Spicy pork pozole with beans

Enrique Olvera's pozole recipe by Primary Beans


Deliciously comforting and nourishing, and fortified with hominy, chiles, and pork, it’s no wonder pozole is a celebratory dish all over Mexico. Here we feature techniques from Enrique Olvera. His flagship eatery in Mexico City, Pujol, has been recognized as one of the best restaurants in the world. We love his method of toasting the chiles and spices so that they are extra aromatic.

While we are deeply conscious about altering anything that is rooted in tradition, we wanted to honor Mexican bean varieties that could work well in this dish. Beans create a pleasant sense of contrast to the chewy hominy and tender pork, and they also make it possible to reduce the amount of meat and keep the high protein content.

If you can find dried hominy (aka nixtamalized corn, see note) rather than canned, use it. Like beans, cooking it from scratch gives you better flavor and texture compared to the canned counterpart.

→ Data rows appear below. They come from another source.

//! Error handling - RFC 7807 compliant responses.

use actix_web::{HttpResponse, ResponseError, http::StatusCode, http::header};
use qrhub_core::DomainError;
use qrhub_shared::ErrorResponse;
use std::fmt;

/// Application-level error type that converts to RFC 7807 responses.
#[derive(Debug)]
pub enum AppError {
    NotFound(String),
    Unauthorized,
    Conflict(String),
    Internal(String),
    Validation(Vec<String>),
}

impl fmt::Display for AppError {
    fn fmt(&self, f: &mut fmt::Formatter<'_>) -> fmt::Result {
        match self {
            AppError::NotFound(msg) => write!(f, "Not found: {}", msg),
            AppError::Unauthorized => write!(f, "Unauthorized"),
            AppError::Conflict(msg) => write!(f, "Conflict: {}", msg),
            AppError::Internal(msg) => write!(f, "Internal error: {}", msg),
            AppError::Validation(errors) => write!(f, "Validation errors: {:?}", errors),
        }
    }
}

impl ResponseError for AppError {
    fn status_code(&self) -> StatusCode {
        match self {
            AppError::NotFound(_) => StatusCode::NOT_FOUND,
            AppError::Unauthorized => StatusCode::UNAUTHORIZED,
            AppError::Conflict(_) => StatusCode::CONFLICT,
            AppError::Internal(_) => StatusCode::INTERNAL_SERVER_ERROR,
            AppError::Validation(_) => StatusCode::UNPROCESSABLE_ENTITY,
        }
    }

    fn error_response(&self) -> HttpResponse {
        let error = match self {
            AppError::NotFound(detail) => ErrorResponse::not_found(detail),
            AppError::Unauthorized => {
                ErrorResponse::unauthorized().with_detail("Incorrect username or password")
            }
            AppError::Conflict(detail) => ErrorResponse::conflict(detail),
            AppError::Internal(detail) => {
                tracing::error!("Internal error: {}", detail);
                ErrorResponse::internal_error()
            }
            AppError::Validation(errors) => ErrorResponse::unprocessable(errors.join(", ")),
        };

        let mut response = HttpResponse::build(self.status_code());
        if matches!(self, AppError::Unauthorized) {
            response.insert_header((header::WWW_AUTHENTICATE, "Bearer"));
        }
        response.json(error)
    }
}

// Conversion from domain errors
impl From<DomainError> for AppError {
    fn from(err: DomainError) -> Self {
        match err {
            DomainError::NotFound { entity_type, id } => {
                AppError::NotFound(format!("{} {} not found", entity_type, id))
            }
            DomainError::Validation(msg) => AppError::Validation(vec![msg]),
            DomainError::Duplicate(msg) => AppError::Conflict(msg),
            DomainError::Unauthorized => AppError::Unauthorized,
            DomainError::Internal(msg) => AppError::Internal(msg),
        }
    }
}

/// Result type alias for handlers.
pub type AppResult<T> = Result<T, AppError>;

/// Turns extractor failures (bad JSON, form or path) into 422 responses.
pub fn invalid_input(err: impl fmt::Display) -> actix_web::Error {
    AppError::Validation(vec![err.to_string()]).into()
}

#[cfg(test)]
mod tests {
    use super::*;

    #[test]
    fn test_domain_error_status_codes() {
        let cases = [
            (DomainError::qr_code_not_found("x.png"), StatusCode::NOT_FOUND),
            (DomainError::validation("bad url"), StatusCode::UNPROCESSABLE_ENTITY),
            (DomainError::Duplicate("x.png".into()), StatusCode::CONFLICT),
            (DomainError::Unauthorized, StatusCode::UNAUTHORIZED),
            (DomainError::Internal("disk".into()), StatusCode::INTERNAL_SERVER_ERROR),
        ];

        for (domain, status) in cases {
            assert_eq!(AppError::from(domain).status_code(), status);
        }
    }

    #[test]
    fn test_unauthorized_challenges_bearer() {
        let response = AppError::Unauthorized.error_response();

        assert_eq!(
            response.headers().get(header::WWW_AUTHENTICATE).unwrap(),
            "Bearer"
        );
    }
}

Which beans to use? Beans with a sweet-nutty flavor like Cranberry (aka Cacahaute beans in Mexico), Flor de Junio, or BayoTake 'em from dried to cooked with our guide


The details

  • Serves: 8
  • Time: 3 hours
  • Cookware: large pot, cast-iron or heavy-bottomed skillet, blender or food processor


    What you’ll need

    • 2 lbs pork shoulder cut into 1-inch pieces
    • Coarse salt and pepper
    • 3 tbsp neutral oil
    • 1 lb dried white or yellow hominy, soaked in water 6-8 hours
    • ½ lb dried beans
    • 5 guajillo chiles, stems and seeds removed
    • 4 ancho chiles, stems and seeds removed
    • 2 chiles de árbol
    • 8 peppercorns
    • 1-½ tsp cumin seeds
    • 2 tbsp dried Mexican oregano
    • 1 onion, peeled and cut in half
    • 4 garlic cloves, peeled
    • 2 bay leaves
    • 3 sprigs fresh thyme
    • Toppings: thinly sliced radishes, thinly sliced cabbage, chile powder, dried Mexican oregano, lime wedges


      Cook the pork: Season pork generously with salt and pepper. Heat 2 tbsp oil in a large pot over medium-high heat. Sear pork in batches until browned on all sides. Transfer to a plate.

      Make the chile mixture:  Heat skillet over high heat. Add chiles and toast until aromatic, 30 seconds per side. Transfer to a small bowl and cover with hot water to soak. Add peppercorns, cumin seeds, and oregano to the skillet and toast until fragrant, ~1 minute. Transfer to a blender. Place remaining onion and garlic cloves on the skillet and cook until charred, ~15 minutes. Add charred onion, garlic, 2 tsp salt, and drained chiles to the blender. Blend to a purée using chile soaking water to thin if necessary. It should be watery.

      Prepare the stew: Add 1 tbsp oil to the large pot used to cook pork (do not wipe clean) over high heat and once hot add the chile sauce. Stir until it turns orange, ~5 minutes. Return pork to pot and stir in drained hominy, beans, and 7 cups water. Simmer, covered, for 1 hour. Uncover and simmer for about 1 to 1-½ hours more until pork, hominy, and beans are tender, adding water as needed if too thick. 

      Serve: Discard bay leaves and thyme and add salt to taste. Ladle into bowls and garnish with radishes, cabbage, chile powder, dried Mexican oregano, and lime.  

      We imagine this with…

      It’s a meal in and of itself, but to make it a dinner party: chips and guacamole with pomegranate seeds; green salad with persimmon, queso fresco, and toasted nuts.


      NOTE: Nixtamalization is the process of soaking dried corn in an alkaline solution, which causes the kernels to swell, improves the nutritional profile, and brings out the flavor. The result: hominy.


      Slightly adapted from Tu Casa Mi Casa: Mexican Recipes for the Home Cook by Enrique Olvera (Phaidon Press, 2019).